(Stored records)
========================================================================

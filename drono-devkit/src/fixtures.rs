/*!
Contenus de snapshots au format produit par l'application sur l'appareil.
*/

use serde_json::json;

/// Dump SharedPreferences minimal.
#[derive(Debug, Clone, Default)]
pub struct Prefs {
    pub is_running: Option<bool>,
    pub paused: Option<bool>,
    pub current_iteration: Option<u64>,
    pub total_iterations: Option<u64>,
    pub url: Option<String>,
    pub start_time_ms: Option<i64>,
}

impl Prefs {
    pub fn running(current: u64, total: u64) -> Self {
        Self {
            is_running: Some(true),
            current_iteration: Some(current),
            total_iterations: Some(total),
            ..Self::default()
        }
    }

    pub fn url(mut self, url: &str) -> Self {
        self.url = Some(url.to_string());
        self
    }

    pub fn paused(mut self) -> Self {
        self.paused = Some(true);
        self
    }

    pub fn started_at(mut self, ms: i64) -> Self {
        self.start_time_ms = Some(ms);
        self
    }

    pub fn to_xml(&self) -> Vec<u8> {
        let mut out = String::from("<?xml version='1.0' encoding='utf-8' standalone='yes' ?>\n<map>\n");
        if let Some(v) = self.is_running {
            out.push_str(&format!("    <boolean name=\"is_running\" value=\"{}\" />\n", v));
        }
        if let Some(v) = self.paused {
            out.push_str(&format!("    <boolean name=\"simulation_paused\" value=\"{}\" />\n", v));
        }
        if let Some(v) = self.current_iteration {
            out.push_str(&format!("    <int name=\"current_iteration\" value=\"{}\" />\n", v));
        }
        if let Some(v) = self.total_iterations {
            out.push_str(&format!("    <int name=\"iterations\" value=\"{}\" />\n", v));
        }
        if let Some(url) = &self.url {
            out.push_str(&format!(
                "    <string name=\"target_url\">{}</string>\n",
                url.replace('&', "&amp;")
            ));
        }
        if let Some(v) = self.start_time_ms {
            out.push_str(&format!("    <long name=\"simulation_start_time\" value=\"{}\" />\n", v));
        }
        out.push_str("</map>\n");
        out.into_bytes()
    }
}

/// `files/status.json` d'un run actif.
pub fn status_json(current: u64, total: u64, start_time_ms: i64, total_paused_ms: i64) -> Vec<u8> {
    json!({
        "isRunning": true,
        "currentIteration": current,
        "totalIterations": total,
        "startTimeMs": start_time_ms,
        "totalPausedTimeMs": total_paused_ms,
        "pauseTimeMs": 0,
    })
    .to_string()
    .into_bytes()
}

/// Quelques lignes logcat avec un marqueur d'itération.
pub fn log_tail(current: u64, total: u64) -> Vec<u8> {
    format!(
        "D/NetworkStats( 1201): rx=1204 tx=388\n\
         I/SimulationService( 4242): Iteration: {}/{}\n\
         D/SimulationService( 4242): next request scheduled\n",
        current, total
    )
    .into_bytes()
}

#[cfg(test)]
mod tests {
    use super::*;
    use drono_kernel::extract::{ConfigSnapshotExtractor, Extractor, LogTailExtractor};

    #[test]
    fn test_prefs_fixture_is_readable_by_extractor() {
        let raw = Prefs::running(5, 20).url("https://a.test/?x=1&y=2").to_xml();
        let fields = ConfigSnapshotExtractor.extract(&raw).unwrap();
        assert_eq!(fields.current_iteration, Some(5));
        assert_eq!(fields.total_iterations, Some(20));
        assert_eq!(fields.url.as_deref(), Some("https://a.test/?x=1&y=2"));
    }

    #[test]
    fn test_log_fixture_has_marker() {
        let fields = LogTailExtractor::default().extract(&log_tail(3, 9)).unwrap();
        assert_eq!(fields.current_iteration, Some(3));
    }
}
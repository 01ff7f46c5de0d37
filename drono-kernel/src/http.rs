/**
 * HTTP API - REST endpoints and WebSocket channels of the kernel
 *
 * ROLE: thin layer over `Kernel`. Every handler delegates; no device logic here.
 *
 * ROUTES:
 * - /health (always open), /system/health
 * - /devices, /devices/scan, /devices/status, /devices/{id}/status,
 *   /devices/request-status, /devices/{id}/command
 * - /settings/status-updates, /settings/extended-interval/{minutes}
 * - /ws/{channel}?initial_status=true
 *
 * SECURITY: when an API key is configured, every route except /health needs a
 * matching `x-api-key` header.
 */

use std::sync::Arc;

use axum::extract::ws::{close_code, CloseFrame, Message, WebSocket, WebSocketUpgrade};
use axum::extract::{Path, Query, Request, State};
use axum::http::StatusCode;
use axum::middleware::{self, Next};
use axum::response::{IntoResponse, Response};
use axum::routing::{get, post};
use axum::{Json, Router};
use futures::{Sink, SinkExt, StreamExt};
use serde::{Deserialize, Serialize};
use serde_json::json;
use time::OffsetDateTime;
use tokio::sync::mpsc;
use tracing::{debug, info, warn};

use crate::broadcaster::describe_interval;
use crate::commands::CommandParams;
use crate::error::CommandError;
use crate::events::KernelEvent;
use crate::kernel::Kernel;
use crate::models::DeviceStatus;

#[derive(Clone)]
pub struct AppState {
    pub kernel: Kernel,
    pub api_key: Option<Arc<str>>,
    /// Outbound queue length per WebSocket client.
    pub ws_queue: usize,
}

impl AppState {
    pub fn new(kernel: Kernel, api_key: Option<String>, ws_queue: usize) -> Self {
        Self {
            kernel,
            api_key: api_key.filter(|k| !k.is_empty()).map(Arc::from),
            ws_queue: ws_queue.max(1),
        }
    }
}

async fn require_api_key(State(app): State<AppState>, req: Request, next: Next) -> Result<Response, StatusCode> {
    let Some(expected) = app.api_key.as_deref() else {
        return Ok(next.run(req).await);
    };
    if req.uri().path() == "/health" {
        return Ok(next.run(req).await);
    }

    let ok = req
        .headers()
        .get("x-api-key")
        .and_then(|v| v.to_str().ok())
        .is_some_and(|v| v == expected);
    if !ok {
        warn!("[http] rejected {} without a valid API key", req.uri().path());
        return Err(StatusCode::UNAUTHORIZED);
    }
    Ok(next.run(req).await)
}

pub fn build_router(app_state: AppState) -> Router {
    Router::new()
        .route("/health", get(|| async { "ok" }))
        .route("/system/health", get(get_system_health))
        .route("/devices", get(get_devices))
        .route("/devices/scan", post(scan_devices))
        .route("/devices/status", get(get_all_status))
        .route("/devices/request-status", post(request_status))
        .route("/devices/{id}/status", get(get_device_status))
        .route("/devices/{id}/command", post(execute_command))
        .route(
            "/settings/status-updates",
            get(get_status_updates).post(set_status_updates),
        )
        .route("/settings/extended-interval/{minutes}", post(set_extended_interval))
        .route("/ws/{channel}", get(ws_handler))
        .layer(middleware::from_fn_with_state(app_state.clone(), require_api_key))
        .with_state(app_state)
}

fn error_response(code: StatusCode, message: impl Into<String>) -> Response {
    (code, Json(json!({ "error": message.into() }))).into_response()
}

// GET /system/health
async fn get_system_health(State(app): State<AppState>) -> Json<crate::health::KernelHealth> {
    Json(app.kernel.health())
}

// GET /devices
async fn get_devices(State(app): State<AppState>) -> Json<serde_json::Value> {
    let devices = app.kernel.list_devices().await;
    Json(json!({ "count": devices.len(), "devices": devices }))
}

// POST /devices/scan
async fn scan_devices(State(app): State<AppState>) -> Json<serde_json::Value> {
    let devices = app.kernel.scan_devices().await;
    Json(json!({ "count": devices.len(), "devices": devices }))
}

// GET /devices/status
async fn get_all_status(State(app): State<AppState>) -> Json<serde_json::Value> {
    let statuses = app.kernel.all_statuses().await;
    Json(json!({ "devices_status": statuses }))
}

// POST /devices/request-status
async fn request_status(State(app): State<AppState>) -> Json<serde_json::Value> {
    let statuses = app.kernel.broadcaster.request_full_refresh().await;
    Json(json!({
        "status": "success",
        "message": format!("Status updated for {} devices", statuses.len()),
    }))
}

#[derive(Serialize)]
struct TimestampedStatus {
    #[serde(flatten)]
    status: DeviceStatus,
    #[serde(with = "time::serde::rfc3339")]
    timestamp: OffsetDateTime,
}

// GET /devices/{id}/status (full check)
async fn get_device_status(State(app): State<AppState>, Path(id): Path<String>) -> Json<TimestampedStatus> {
    Json(TimestampedStatus {
        status: app.kernel.device_status(&id, true).await,
        timestamp: OffsetDateTime::now_utc(),
    })
}

#[derive(Debug, Deserialize)]
struct CommandRequest {
    command: String,
    #[serde(default)]
    parameters: CommandParams,
}

// POST /devices/{id}/command
async fn execute_command(
    State(app): State<AppState>,
    Path(id): Path<String>,
    Json(req): Json<CommandRequest>,
) -> Response {
    match app.kernel.execute_command(&id, &req.command, &req.parameters).await {
        Ok(outcome) => Json(json!({
            "device_id": id,
            "command": req.command,
            "success": outcome.success,
            "message": outcome.message,
        }))
        .into_response(),
        Err(e @ CommandError::UnknownAction(_)) => error_response(StatusCode::BAD_REQUEST, e.to_string()),
        Err(e) => error_response(StatusCode::INTERNAL_SERVER_ERROR, e.to_string()),
    }
}

#[derive(Debug, Deserialize)]
struct StatusUpdateSettings {
    #[serde(default)]
    automatic: bool,
    #[serde(default = "default_interval")]
    interval: u64,
}

fn default_interval() -> u64 {
    900
}

// GET /settings/status-updates
async fn get_status_updates(State(app): State<AppState>) -> Json<serde_json::Value> {
    Json(json!({ "config": app.kernel.broadcaster.config() }))
}

// POST /settings/status-updates
async fn set_status_updates(
    State(app): State<AppState>,
    Json(req): Json<StatusUpdateSettings>,
) -> Json<serde_json::Value> {
    let cfg = app.kernel.broadcaster.set_config(req.automatic, req.interval);
    let message = format!(
        "Automatic status updates {}, interval set to {}",
        if cfg.automatic { "enabled" } else { "disabled" },
        describe_interval(cfg.interval)
    );
    Json(json!({ "status": "success", "message": message, "config": cfg }))
}

// POST /settings/extended-interval/{minutes}
async fn set_extended_interval(State(app): State<AppState>, Path(minutes): Path<u64>) -> Json<serde_json::Value> {
    let cfg = app.kernel.broadcaster.set_extended_interval(minutes);
    let message = format!(
        "Extended update interval set to {}, automatic updates disabled",
        describe_interval(cfg.interval)
    );
    Json(json!({ "status": "success", "message": message, "config": cfg }))
}

#[derive(Debug, Default, Deserialize)]
struct WsParams {
    #[serde(default)]
    initial_status: bool,
}

// GET /ws/{channel}
async fn ws_handler(
    ws: WebSocketUpgrade,
    Path(channel): Path<String>,
    Query(params): Query<WsParams>,
    State(app): State<AppState>,
) -> Response {
    ws.on_upgrade(move |socket| client_session(socket, channel, params.initial_status, app))
}

/// Messages a WebSocket client may send.
#[derive(Debug, Deserialize)]
#[serde(tag = "type", rename_all = "snake_case")]
pub enum ClientMessage {
    ScanDevices,
    GetStatus,
    GetDeviceStatus {
        device_id: String,
    },
    ExecuteCommand {
        device_id: String,
        command: String,
        #[serde(default)]
        parameters: CommandParams,
    },
}

async fn client_session(socket: WebSocket, channel: String, initial_status: bool, app: AppState) {
    let (mut sink, mut stream) = socket.split();
    let (handle, broadcasts) =
        app.kernel
            .bus
            .subscribe_queue(&channel, format!("ws:{}", channel), app.ws_queue);
    let (reply_tx, replies) = mpsc::channel::<KernelEvent>(app.ws_queue);
    info!("[ws] client joined '{}'", channel);

    // Single writer: bus broadcasts and direct replies share the socket.
    let mut writer = tokio::spawn(async move { forward_events(broadcasts, replies, &mut sink).await });

    let devices = app.kernel.list_devices().await;
    let _ = reply_tx.send(KernelEvent::device_list(devices)).await;
    if initial_status {
        let statuses = app.kernel.all_statuses().await;
        let _ = reply_tx.send(KernelEvent::status_update(statuses, false)).await;
    }

    loop {
        let frame = tokio::select! {
            frame = stream.next() => frame,
            _ = &mut writer => break,
        };
        match frame {
            Some(Ok(Message::Text(text))) => {
                if let Some(reply) = handle_client_message(&app.kernel, text.as_str()).await {
                    if reply_tx.send(reply).await.is_err() {
                        break;
                    }
                }
            }
            Some(Ok(Message::Close(_))) | Some(Err(_)) | None => break,
            Some(Ok(_)) => {}
        }
    }

    app.kernel.bus.unsubscribe(&handle);
    writer.abort();
    info!("[ws] client left '{}'", channel);
}

/// Writes bus broadcasts and direct replies to one socket until the socket
/// fails. Once the bus drops the client (its queue overflowed), the client gets
/// a close frame so it can reconnect.
pub async fn forward_events<S>(
    mut broadcasts: mpsc::Receiver<KernelEvent>,
    mut replies: mpsc::Receiver<KernelEvent>,
    sink: &mut S,
) where
    S: Sink<Message> + Unpin,
{
    loop {
        let event = tokio::select! {
            broadcast = broadcasts.recv() => match broadcast {
                Some(event) => event,
                None => {
                    debug!("[ws] client dropped by the bus, closing socket");
                    let frame = CloseFrame {
                        code: close_code::AGAIN,
                        reason: "client lagging".into(),
                    };
                    let _ = sink.send(Message::Close(Some(frame))).await;
                    return;
                }
            },
            Some(event) = replies.recv() => event,
        };
        let Ok(text) = event.to_json() else { continue };
        if sink.send(Message::Text(text.into())).await.is_err() {
            return;
        }
    }
}

/// Answers one client message. Command results are not answered here: they
/// reach the client through the bus like every other subscriber.
pub async fn handle_client_message(kernel: &Kernel, text: &str) -> Option<KernelEvent> {
    let value: serde_json::Value = match serde_json::from_str(text) {
        Ok(v) => v,
        Err(e) => {
            warn!("[ws] invalid JSON from client: {}", e);
            return None;
        }
    };
    let message: ClientMessage = match serde_json::from_value(value) {
        Ok(m) => m,
        Err(e) => return Some(KernelEvent::error(format!("unsupported message: {}", e))),
    };
    debug!("[ws] {:?}", message);

    match message {
        ClientMessage::ScanDevices => Some(KernelEvent::device_list(kernel.list_devices().await)),
        ClientMessage::GetStatus => Some(KernelEvent::status_update(kernel.all_statuses().await, false)),
        ClientMessage::GetDeviceStatus { device_id } => {
            let status = kernel.device_status(&device_id, false).await;
            Some(KernelEvent::DeviceStatus {
                device_id,
                status,
                timestamp: OffsetDateTime::now_utc(),
            })
        }
        ClientMessage::ExecuteCommand {
            device_id,
            command,
            parameters,
        } => match kernel.execute_command(&device_id, &command, &parameters).await {
            Ok(_) => None,
            Err(e) => Some(KernelEvent::error(e.to_string())),
        },
    }
}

========================================================================

TASK PROMPT: What is needed is an exact copy of the entries from their first line down to the line with "if let Some(v) = self.current_iteration", that line included, and nothing beyond it.

WORKED SOLUTION:
filename drono-devkit/src/fixtures.rs
/*!
Contenus de snapshots au format produit par l'application sur l'appareil.
*/

use serde_json::json;

/// Dump SharedPreferences minimal.
#[derive(Debug, Clone, Default)]
pub struct Prefs {
    pub is_running: Option<bool>,
    pub paused: Option<bool>,
    pub current_iteration: Option<u64>,
    pub total_iterations: Option<u64>,
    pub url: Option<String>,
    pub start_time_ms: Option<i64>,
}

impl Prefs {
    pub fn running(current: u64, total: u64) -> Self {
        Self {
            is_running: Some(true),
            current_iteration: Some(current),
            total_iterations: Some(total),
            ..Self::default()
        }
    }

    pub fn url(mut self, url: &str) -> Self {
        self.url = Some(url.to_string());
        self
    }

    pub fn paused(mut self) -> Self {
        self.paused = Some(true);
        self
    }

    pub fn started_at(mut self, ms: i64) -> Self {
        self.start_time_ms = Some(ms);
        self
    }

    pub fn to_xml(&self) -> Vec<u8> {
        let mut out = String::from("<?xml version='1.0' encoding='utf-8' standalone='yes' ?>\n<map>\n");
        if let Some(v) = self.is_running {
            out.push_str(&format!("    <boolean name=\"is_running\" value=\"{}\" />\n", v));
        }
        if let Some(v) = self.paused {
            out.push_str(&format!("    <boolean name=\"simulation_paused\" value=\"{}\" />\n", v));
        }
        if let Some(v) = self.current_iteration {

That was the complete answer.